South Downs way: day 2,3,4 Holden to Wetherdown to Copper Beeches to Graffham
- wondererwandering
- Jul 27, 2020
- 11 min read
Updated: Aug 3, 2020

Day 2
I wake to rain.
Off at nine heavy legs but my bag’s a little bit smaller. ‘Going all the way?’, a gentleman ‘enjoy every minute of it’. Made me smile. And I am enjoying it , even though my little toe hurts, and the trees keep dropping water in my face. The rain’s pretty faint now, but clouds are thick and low. Flint is a very beautiful stone to think it was sea sponges (I think) seems mad. Road walking- thick green hedges on either side. Waterproofs are soon off. There is quite a lot of ash but it’s pretty mixed.

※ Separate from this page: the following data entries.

// Copyright @yucwang 2026

use std::fs;
use std::path::{Path, PathBuf};

use exr::prelude::{write_rgb_file, write_rgba_file};
use ndarray::{concatenate, Array3, ArrayView3, Axis};

use crate::core::error::{RenderError, Result};
use crate::core::field::ImageBatch;
use crate::math::constants::Float;

#[derive(Debug, Copy, Clone, PartialEq, Eq)]
pub enum ImageFormat {
    /// OpenEXR, values written unclamped.
    Exr,
    /// 8-bit PNG, values clamped to [0, 1].
    Png,
}

impl ImageFormat {
    pub fn extension(self) -> &'static str {
        match self {
            ImageFormat::Exr => "exr",
            ImageFormat::Png => "png",
        }
    }
}

/// Nesting of the image batches handed to the writer.
#[derive(Debug, Copy, Clone, PartialEq, Eq)]
pub enum BatchLayout {
    /// One `(N, H, W, C)` batch per view, as returned by rendering.
    ViewsFirst,
    /// One `(V, H, W, C)` batch per batch element.
    BatchFirst,
}

#[derive(Debug, Clone, PartialEq)]
pub struct ImageWriteOptions {
    pub format: ImageFormat,
    pub layout: BatchLayout,
    pub y_flip: bool,
    pub gamma: Float,
    pub frame_idx: Option<usize>,
}

impl Default for ImageWriteOptions {
    fn default() -> Self {
        Self {
            format: ImageFormat::Exr,
            layout: BatchLayout::ViewsFirst,
            y_flip: true,
            gamma: 1.0,
            frame_idx: None,
        }
    }
}

#[derive(Debug, Default)]
pub struct WriteReport {
    pub written: Vec<PathBuf>,
    pub failed: Vec<(PathBuf, String)>,
}

/// Fills `{batch}`, `{view}` and `{idx}` in a file name pattern.
pub fn format_file_name(mask: &str, batch: usize, view: usize, idx: Option<usize>) -> String {
    let name = mask.replace("{batch}", &batch.to_string()).replace("{view}", &view.to_string());
    match idx {
        Some(idx) => name.replace("{idx}", &idx.to_string()),
        None => name,
    }
}

/// Flips rows, pads two channel images to RGBA and applies gamma.
pub fn prepare_image(image: ArrayView3<Float>, y_flip: bool, gamma: Float) -> Result<Array3<Float>> {
    let (height, width, channels) = image.dim();
    let mut image = match channels {
        1 | 3 | 4 => image.to_owned(),
        2 => {
            let blue = Array3::<Float>::zeros((height, width, 1));
            let alpha = Array3::<Float>::ones((height, width, 1));
            concatenate(Axis(2), &[image.view(), blue.view(), alpha.view()]).map_err(|e| RenderError::Shape(e.to_string()))?
        }
        c => {
            return Err(RenderError::Shape(format!("channel dimension of images must be < 5, is {}", c)));
        }
    };
    if y_flip {
        image.invert_axis(Axis(0));
    }
    if gamma != 1.0 {
        let inv = 1.0 / gamma;
        image.mapv_inplace(|v| v.max(0.0).powf(inv));
    }
    Ok(image)
}

/// Writes one prepared `(H, W, C)` image with 1, 3 or 4 channels.
pub fn write_image(path: &Path, image: &Array3<Float>, format: ImageFormat) -> Result<()> {
    let (height, width, channels) = image.dim();
    let pixel = |x: usize, y: usize, c: usize| -> Float { image[[y, x, if channels == 1 { 0 } else { c }]] };
    match format {
        ImageFormat::Exr => {
            if channels == 4 {
                write_rgba_file(path, width, height, |x, y| (pixel(x, y, 0), pixel(x, y, 1), pixel(x, y, 2), pixel(x, y, 3)))?;
            } else {
                write_rgb_file(path, width, height, |x, y| (pixel(x, y, 0), pixel(x, y, 1), pixel(x, y, 2)))?;
            }
        }
        ImageFormat::Png => {
            let bytes: Vec<u8> = image.iter().map(|v| (v.clamp(0.0, 1.0) * 255.0).round() as u8).collect();
            let color = match channels {
                1 => image::ColorType::L8,
                3 => image::ColorType::Rgb8,
                _ => image::ColorType::Rgba8,
            };
            image::save_buffer(path, &bytes, width as u32, height as u32, color)?;
        }
    }
    Ok(())
}

/// Writes nested image batches to `base_path`. A failing image is logged and
/// skipped; invalid image shapes abort the whole batch.
pub fn write_images_batch_views(
    image_batches: &[ImageBatch],
    base_path: &Path,
    file_mask: &str,
    options: &ImageWriteOptions,
) -> Result<WriteReport> {
    fs::create_dir_all(base_path)?;
    let mut report = WriteReport::default();
    for (outer, batch) in image_batches.iter().enumerate() {
        for (inner, image) in batch.outer_iter().enumerate() {
            let (batch_idx, view_idx) = match options.layout {
                BatchLayout::ViewsFirst => (inner, outer),
                BatchLayout::BatchFirst => (outer, inner),
            };
            let prepared = prepare_image(image, options.y_flip, options.gamma)?;
            let file_name = format!(
                "{}.{}",
                format_file_name(file_mask, batch_idx, view_idx, options.frame_idx),
                options.format.extension()
            );
            let path = base_path.join(file_name);
            match write_image(&path, &prepared, options.format) {
                Ok(()) => {
                    log::debug!("Image written to: {}.", path.display());
                    report.written.push(path);
                }
                Err(e) => {
                    log::error!(
                        "Failed to write {:?} image with shape {:?} to '{}': {}",
                        options.format,
                        prepared.shape(),
                        path.display(),
                        e
                    );
                    report.failed.push((path, e.to_string()));
                }
            }
        }
    }
    Ok(report)
}

#[cfg(test)]
mod tests {
    use super::*;
    use ndarray::Array4;

    #[test]
    fn test_prepare_image_flips_and_pads() {
        let image = Array3::from_shape_fn((2, 1, 2), |(y, _, c)| (y * 2 + c) as Float);
        let prepared = prepare_image(image.view(), true, 1.0).unwrap();
        assert_eq!(prepared.dim(), (2, 1, 4));
        assert_eq!(prepared[[0, 0, 0]], 2.0);
        assert_eq!(prepared[[1, 0, 1]], 1.0);
        assert_eq!(prepared[[0, 0, 3]], 1.0);
        assert!(prepare_image(Array3::<Float>::zeros((1, 1, 5)).view(), false, 1.0).is_err());

        let gamma = prepare_image(Array3::from_elem((1, 1, 1), 0.25).view(), false, 2.0).unwrap();
        assert!((gamma[[0, 0, 0]] - 0.5).abs() < 1e-6);
    }

    #[test]
    fn test_file_name_pattern() {
        assert_eq!(format_file_name("cam{view}_b{batch}_{idx}", 1, 3, Some(7)), "cam3_b1_7");
        assert_eq!(format_file_name("img_{view}", 0, 2, None), "img_2");
    }

    #[test]
    fn test_writer_writes_png_batches() {
        let dir = std::env::temp_dir().join(format!("phirender_writer_{}", std::process::id()));
        let batches = vec![Array4::<Float>::from_elem((2, 3, 4, 3), 0.5)];
        let options = ImageWriteOptions { format: ImageFormat::Png, ..Default::default() };
        let report = write_images_batch_views(&batches, &dir, "v{view}_b{batch}", &options).unwrap();
        assert_eq!(report.written.len(), 2);
        assert!(report.failed.is_empty());
        assert!(dir.join("v0_b1.png").exists());
        let _ = fs::remove_dir_all(&dir);
    }
}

The South Downs way has excellent set up of drinking water taps- they tell you where the next one is. I pass the site of the medieval Lomer village. I sit on a root in the beacon hill car park to rest my feet but the rain starts up again so I’m off. Though the clouds are low there is a pretty glow in the fields, as if the yellow were luminous. It’s actually beautiful - mysterious. The fields roll over yellow and green and disparare into cloud. Sepearated from the bridle way The walkers path runs down a field. I can see the route stretching across the valley. Once the rain has stopped again, I stop to sit on a style it’s quite. The fields here are huge. Another group come along so I’m on again, Into exton, then crossing the shallow Meon. I am bored very footsore and tired in the very long slog up to Old Winchester hill (apparently the site of a fort predating the Iron Age). It’s beautiful and windy on the top - but I don’t think I’ll be getting the promised view of the isle of white. The clouds roll over me just off the ground. The visabilities as little as 30m. Magical. It must have been hard living up here in the hill fort, there dead buried amount them in barrow tumulus that make the summit of the hill. . The grass is teaming with yellow and purple flowers. I trudge round the ridge, passing all the nice benches, then suddenly have an incredible view back of the whole hill fort from the side. It looks spectacular, with the fortifications and tumult crisply visible. The music in my headphones (SM 409 13) matches the view. After missing all the nice benches the picnic area fails To materialise so eventually I plonked on a clearerd area and ate my
Tuna and pita in the rain, pretty grim. At meon sprigs farm swarms of birds are swooopoohing overhead - Swifts, or swallows, or starlings. I’m dazed out enough to listen to economics podcasts climbing salt hill - takes forever (might be the economics making it seem longer, or the foot pain, or the pouring rain) until descend to Wether down (certainly got weather). There’s no one at the camp reception but I’ve payed so set up cautiously in the rain- my tent keeps coming down as the grounds bad. My waterproofs are soaked through. There’s a guy tarp camping who I talk to - and eat dinner with under the same shelter. Thankfully the rain stops after my shower (which amazingly was warm even though it was solar heated. My pasta doesn’t soften properly but I can’t be bothered to reboil it. It clears up so much that there’s blue sky by 7- a man staying in one of the yurts sees me stuffing my shoes with green paper and offers to put them by the fire in their yurt, which is very kind- boot drying services! Later I wander the site. There’s a bushcraft teaching area in some orangy beech wood. After I get in my tent It starts pouting torrentially. I’m going to give myself another hour in bed tommorrow. I’ll need to get to the loo sometime, hope this rain passes.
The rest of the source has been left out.